PUNCH and Judy fought for a pie,
Punch gave Judy a blow in the eye;
Says Punch to Judy, ‘Will you have more?’
Says Judy to Punch, ‘No, my eye is too sore.’
Traditionally performed at seaside towns and other holiday resorts, although also making appearances at country fairs and markets, Punch and Judy shows originated in Italy during the early part of the seventeenth century. It was the commedia dell’arte who first introduced the character Punchinello to their popular street theatre.
The first appearance of Mr Punch was in England on 9 May 1662 (considered by enthusiasts to be his official birthday), introduced by Italian puppeteer Signor Bologna, and the anarchic comedy character was an immediate success. Soon afterwards, the diarist Samuel Pepys watched a performance in Covent Garden, London, and noted ‘an Italian puppet play… which is very pretty. The best I have ever seen and a great resort of gallants.’
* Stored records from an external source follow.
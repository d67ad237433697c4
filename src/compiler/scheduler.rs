//! Pass scheduler for orchestrating tree pass execution.
//!
//! The `PassScheduler` runs the optimization passes in a phased pipeline.
//! Every phase runs to fixpoint with normalization after each change, and
//! the analyses a pass declares are recomputed whenever an earlier pass
//! changed the tree.

use std::sync::Arc;

use log::{trace, warn};

use crate::{
    analysis::{Analyses, AnalysisKind, AnalysisProvider, TreeAnalyzer},
    ast::Module,
    compiler::{
        config::OptimizerConfig,
        context::CompilerContext,
        events::EventKind,
        pass::TreePass,
        passes::{
            ConstantFoldingPass, DeadCodeEliminationPass, ForwardSubstitutionPass,
            IterTransformationPass, ListCompToGenexpPass, LoopUnrollingPass, Pow2Pass,
        },
    },
    Error, Result,
};

/// Computes analyses on demand and keeps them until the tree changes.
struct AnalysisCache {
    provider: Arc<dyn AnalysisProvider>,
    results: Analyses,
}

impl AnalysisCache {
    /// Returns a bundle holding exactly `kinds`, computing any that are stale.
    fn prepare(&mut self, kinds: &[AnalysisKind], module: &Module) -> Result<Analyses> {
        let mut bundle = Analyses::new();
        for &kind in kinds {
            let result = match self.results.shared(kind) {
                Some(result) => result,
                None => {
                    let result = self.provider.compute(kind, module)?;
                    if result.kind() != kind {
                        return Err(Error::AnalysisMismatch {
                            expected: kind,
                            found: result.kind(),
                        });
                    }
                    let result = Arc::new(result);
                    self.results.insert_shared(Arc::clone(&result));
                    result
                }
            };
            bundle.insert_shared(result);
        }
        Ok(bundle)
    }

    fn invalidate(&mut self) {
        self.results.clear();
    }
}

/// Pipeline stage a pass belongs to.
#[derive(Debug, Clone, Copy, PartialEq, Eq)]
pub enum Phase {
    /// Folding, substitution and dead code elimination. Re-run after every
    /// change made by another phase.
    Normalize,
    /// Rewrites that grow the tree, followed by normalization.
    Expand,
    /// Peephole lowerings, followed by normalization.
    Lower,
}

/// Runs tree passes in three phases until the module stops changing.
///
/// One pipeline round is normalize, then expand, then lower. Expand and
/// lower each alternate with normalization until they have nothing left to
/// do. Rounds repeat until `stable_iterations` consecutive rounds change
/// nothing or `max_iterations` is reached.
///
/// Analyses come from the scheduler's [`AnalysisProvider`] and are reused
/// until some pass reports a change.
pub struct PassScheduler {
    max_iterations: usize,
    stable_iterations: usize,
    /// Bound on each inner fixpoint loop.
    max_phase_iterations: usize,
    cache: AnalysisCache,
    normalize: Vec<Box<dyn TreePass>>,
    expand: Vec<Box<dyn TreePass>>,
    lower: Vec<Box<dyn TreePass>>,
}

impl Default for PassScheduler {
    fn default() -> Self {
        Self::new(5, 2, 15)
    }
}

impl PassScheduler {
    /// An empty scheduler backed by a default [`TreeAnalyzer`].
    ///
    /// `max_iterations` bounds whole pipeline rounds, `stable_iterations` is
    /// the number of unchanged rounds that counts as converged and
    /// `max_phase_iterations` bounds each inner fixpoint loop.
    #[must_use]
    pub fn new(
        max_iterations: usize,
        stable_iterations: usize,
        max_phase_iterations: usize,
    ) -> Self {
        Self {
            max_iterations,
            stable_iterations,
            max_phase_iterations,
            cache: AnalysisCache {
                provider: Arc::new(TreeAnalyzer::default()),
                results: Analyses::new(),
            },
            normalize: Vec::new(),
            expand: Vec::new(),
            lower: Vec::new(),
        }
    }

    /// The pipeline [`Optimizer`](crate::Optimizer) runs: every pass the
    /// configuration enables, with analyses from `provider`.
    #[must_use]
    pub fn standard(config: &OptimizerConfig, provider: Arc<dyn AnalysisProvider>) -> Self {
        let mut scheduler = Self::new(
            config.max_iterations,
            config.stable_iterations,
            config.max_phase_iterations,
        )
        .with_provider(provider);

        if config.enable_constant_folding {
            scheduler.add(Phase::Normalize, Box::new(ConstantFoldingPass::new()));
        }
        if config.enable_forward_substitution {
            scheduler.add(Phase::Normalize, Box::new(ForwardSubstitutionPass::new()));
        }
        if config.enable_dead_code_elimination {
            scheduler.add(Phase::Normalize, Box::new(DeadCodeEliminationPass::new()));
        }
        if config.enable_loop_unrolling {
            scheduler.add(Phase::Expand, Box::new(LoopUnrollingPass::new()));
        }
        if config.enable_lowering {
            scheduler
                .add(Phase::Lower, Box::new(Pow2Pass::new()))
                .add(Phase::Lower, Box::new(ListCompToGenexpPass::new()))
                .add(Phase::Lower, Box::new(IterTransformationPass::new()));
        }
        scheduler
    }

    /// Swaps the analysis provider. Cached results are discarded.
    #[must_use]
    pub fn with_provider(mut self, provider: Arc<dyn AnalysisProvider>) -> Self {
        self.cache = AnalysisCache {
            provider,
            results: Analyses::new(),
        };
        self
    }

    /// Appends `pass` to `phase`. Passes of one phase run in the order added.
    pub fn add(&mut self, phase: Phase, pass: Box<dyn TreePass>) -> &mut Self {
        match phase {
            Phase::Normalize => self.normalize.push(pass),
            Phase::Expand => self.expand.push(pass),
            Phase::Lower => self.lower.push(pass),
        }
        self
    }

    /// Pass names in pipeline order.
    #[must_use]
    pub fn pass_names(&self) -> Vec<&'static str> {
        self.normalize
            .iter()
            .chain(&self.expand)
            .chain(&self.lower)
            .map(|pass| pass.name())
            .collect()
    }

    /// Runs `pass` once on its own, with the same initialize, analyses and
    /// finalize sequence it would get inside the pipeline.
    ///
    /// # Errors
    ///
    /// Returns an error if the pass or one of its analyses fails.
    pub fn apply_pass(
        &mut self,
        pass: &mut dyn TreePass,
        module: &mut Module,
        ctx: &CompilerContext,
    ) -> Result<bool> {
        pass.initialize(ctx)?;
        let changed = Sweep::new(&mut self.cache, module, ctx, 1).step(pass)?;
        pass.finalize(ctx)?;
        Ok(changed)
    }

    /// Runs the pipeline over `module` and returns the number of rounds.
    ///
    /// Hitting `max_iterations` without converging is not an error. It is
    /// logged and recorded as a warning event.
    ///
    /// # Errors
    ///
    /// Returns the first error raised by a pass or an analysis.
    pub fn run_pipeline(&mut self, module: &mut Module, ctx: &CompilerContext) -> Result<usize> {
        let mut sweep = Sweep::new(&mut self.cache, module, ctx, self.max_phase_iterations);
        let mut rounds = 0;
        let mut quiet = 0;

        while rounds < self.max_iterations {
            rounds += 1;
            let mut changed = sweep.settle(&mut self.normalize)?;
            changed |= sweep.phase(&mut self.expand, &mut self.normalize)?;
            changed |= sweep.phase(&mut self.lower, &mut self.normalize)?;

            quiet = if changed { 0 } else { quiet + 1 };
            if quiet >= self.stable_iterations {
                return Ok(rounds);
            }
        }

        if self.max_iterations > 0 {
            warn!("pass pipeline stopped after {rounds} iterations without reaching a fixpoint");
            ctx.events.warn(format!(
                "iteration limit of {} reached before a fixpoint",
                self.max_iterations
            ));
        }
        Ok(rounds)
    }
}

/// Borrows needed to run passes over one module.
struct Sweep<'a> {
    cache: &'a mut AnalysisCache,
    module: &'a mut Module,
    ctx: &'a CompilerContext,
    limit: usize,
}

impl<'a> Sweep<'a> {
    fn new(
        cache: &'a mut AnalysisCache,
        module: &'a mut Module,
        ctx: &'a CompilerContext,
        limit: usize,
    ) -> Self {
        Self {
            cache,
            module,
            ctx,
            limit,
        }
    }

    /// One pass, given exactly the analyses it declares.
    fn step(&mut self, pass: &dyn TreePass) -> Result<bool> {
        if !pass.should_run(self.module, self.ctx) {
            return Ok(false);
        }

        let outcome = match self.cache.prepare(pass.requires(), self.module) {
            Ok(analyses) => {
                trace!("running pass {}", pass.name());
                pass.run(self.module, &analyses, self.ctx)
            }
            Err(err) => Err(err),
        };
        let changed = match outcome {
            Ok(changed) => changed,
            Err(err) => {
                self.ctx
                    .events
                    .error(format!("{} failed: {err}", pass.name()));
                return Err(err);
            }
        };
        if !changed {
            return Ok(false);
        }

        self.cache.invalidate();
        self.ctx
            .events
            .record(EventKind::PassCompleted)
            .pass(pass.name())
            .message(format!("{} changed the tree", pass.name()));
        Ok(true)
    }

    /// Every pass of a list once, in order.
    fn once(&mut self, passes: &mut [Box<dyn TreePass>]) -> Result<bool> {
        for pass in passes.iter_mut() {
            pass.initialize(self.ctx)?;
        }
        let mut changed = false;
        for pass in passes.iter() {
            changed |= self.step(pass.as_ref())?;
        }
        for pass in passes.iter_mut() {
            pass.finalize(self.ctx)?;
        }
        Ok(changed)
    }

    /// Repeats `passes` until a sweep changes nothing.
    fn settle(&mut self, passes: &mut [Box<dyn TreePass>]) -> Result<bool> {
        let mut changed = false;
        for _ in 0..self.limit {
            if !self.once(passes)? {
                break;
            }
            changed = true;
        }
        Ok(changed)
    }

    /// Alternates `passes` with normalization until `passes` change nothing.
    fn phase(
        &mut self,
        passes: &mut [Box<dyn TreePass>],
        normalize: &mut [Box<dyn TreePass>],
    ) -> Result<bool> {
        if passes.is_empty() {
            return Ok(false);
        }
        let mut changed = false;
        for _ in 0..self.limit {
            if !self.once(passes)? {
                break;
            }
            changed = true;
            self.settle(normalize)?;
        }
        Ok(changed)
    }
}

#[cfg(test)]
mod tests {
    use std::sync::{
        atomic::{AtomicUsize, Ordering},
        Arc,
    };

    use crate::{
        analysis::{Analyses, AnalysisKind, AnalysisProvider, AnalysisResult, SubtreeMetrics},
        ast::{Module, Stmt},
        compiler::{context::CompilerContext, pass::TreePass, EventKind, PassScheduler, Phase},
        Error, Result,
    };

    struct TestPass {
        name: &'static str,
        changes_to_make: AtomicUsize,
    }

    impl TestPass {
        fn new(name: &'static str, changes: usize) -> Self {
            Self {
                name,
                changes_to_make: AtomicUsize::new(changes),
            }
        }
    }

    impl TreePass for TestPass {
        fn name(&self) -> &'static str {
            self.name
        }

        fn requires(&self) -> &'static [AnalysisKind] {
            &[AnalysisKind::SubtreeMetrics]
        }

        fn run(
            &self,
            _module: &mut Module,
            analyses: &Analyses,
            ctx: &CompilerContext,
        ) -> Result<bool> {
            analyses.subtree_metrics()?;
            let remaining = self.changes_to_make.load(Ordering::Relaxed);
            if remaining == 0 {
                return Ok(false);
            }
            self.changes_to_make.store(remaining - 1, Ordering::Relaxed);
            ctx.events
                .record(EventKind::ConstantFolded)
                .function("test")
                .message("test");
            Ok(true)
        }
    }

    /// Counts how often each analysis is computed.
    #[derive(Default)]
    struct CountingProvider {
        computed: AtomicUsize,
    }

    impl AnalysisProvider for CountingProvider {
        fn compute(&self, _kind: AnalysisKind, _module: &Module) -> Result<AnalysisResult> {
            self.computed.fetch_add(1, Ordering::Relaxed);
            Ok(AnalysisResult::SubtreeMetrics(SubtreeMetrics))
        }
    }

    struct WrongKindProvider;

    impl AnalysisProvider for WrongKindProvider {
        fn compute(&self, _kind: AnalysisKind, module: &Module) -> Result<AnalysisResult> {
            Ok(AnalysisResult::Literals(crate::analysis::Literals::compute(
                module,
            )))
        }
    }

    #[test]
    fn test_scheduler_iteration_limits() {
        let scheduler = PassScheduler::new(10, 3, 5);
        assert_eq!(scheduler.max_iterations, 10);
        assert_eq!(scheduler.stable_iterations, 3);
        assert_eq!(scheduler.max_phase_iterations, 5);
    }

    #[test]
    fn test_default_scheduler() {
        let scheduler = PassScheduler::default();
        assert_eq!(scheduler.max_iterations, 5);
        assert_eq!(scheduler.stable_iterations, 2);
        assert_eq!(scheduler.max_phase_iterations, 15);
    }

    #[test]
    fn test_pass_names() {
        let mut scheduler = PassScheduler::default();
        scheduler
            .add(Phase::Lower, Box::new(TestPass::new("lowering", 0)))
            .add(Phase::Normalize, Box::new(TestPass::new("folding", 0)));
        assert_eq!(scheduler.pass_names(), vec!["folding", "lowering"]);
    }

    #[test]
    fn test_pipeline_runs_until_stable() {
        let provider = Arc::new(CountingProvider::default());
        let mut scheduler = PassScheduler::new(5, 2, 15).with_provider(provider.clone());
        scheduler.add(Phase::Normalize, Box::new(TestPass::new("pass1", 3)));

        let mut module = Module::new(vec![Stmt::pass()]);
        let ctx = CompilerContext::default();
        let iterations = scheduler.run_pipeline(&mut module, &ctx).unwrap();

        // one changing iteration, then two stable ones
        assert_eq!(iterations, 3);
        assert_eq!(ctx.events.count_kind(EventKind::ConstantFolded), 3);
        // recomputed after each of the three changes, plus the initial computation
        assert_eq!(provider.computed.load(Ordering::Relaxed), 4);
    }

    #[test]
    fn test_wrong_kind_from_provider_is_fatal() {
        let mut scheduler = PassScheduler::default().with_provider(Arc::new(WrongKindProvider));
        let mut pass = TestPass::new("pass1", 1);
        let mut module = Module::new(vec![Stmt::pass()]);
        let ctx = CompilerContext::default();

        match scheduler.apply_pass(&mut pass, &mut module, &ctx) {
            Err(Error::AnalysisMismatch { expected, found }) => {
                assert_eq!(expected, AnalysisKind::SubtreeMetrics);
                assert_eq!(found, AnalysisKind::Literals);
            }
            other => panic!("unexpected: {other:?}"),
        }
        assert_eq!(ctx.events.count_kind(EventKind::Error), 1);
        assert!(ctx
            .events
            .iter()
            .any(|event| event.message.starts_with("pass1 failed: analysis provider returned")));
    }
}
In the British version of the show, the cast usually consists of Punch, his wife Judy (originally called ‘Joan’), their baby, a crocodile, a policeman and a string of sausages. Dressed in a jester’s costume, Punch strikes a distinctive figure with his hunchback and grotesquely hooked nose. The storyline typically involves Punch behaving outrageously, struggling with his wife Judy and the baby, and then triumphing in a series of encounters with the forces of law and order (and often the supernatural). Knockdown comedy has remained wildly popular ever since (show an audience a character being beaten about with a frying pan or other such implement and they’ll laugh their heads off) and the stick that Punch wields so freely is in fact thought to provide the origin of the term ‘slapstick’.
When the puppets hit each other, it’s like the violence in a cartoon – indeed, Punch and Judy probably taught Tom and Jerry a trick or two – and they always bounce back. In this rhyme the fighting has a serious aftermath, however. Hence the poem may well have been composed with a moral purpose – an early version of ‘Don’t try this at home, kids!’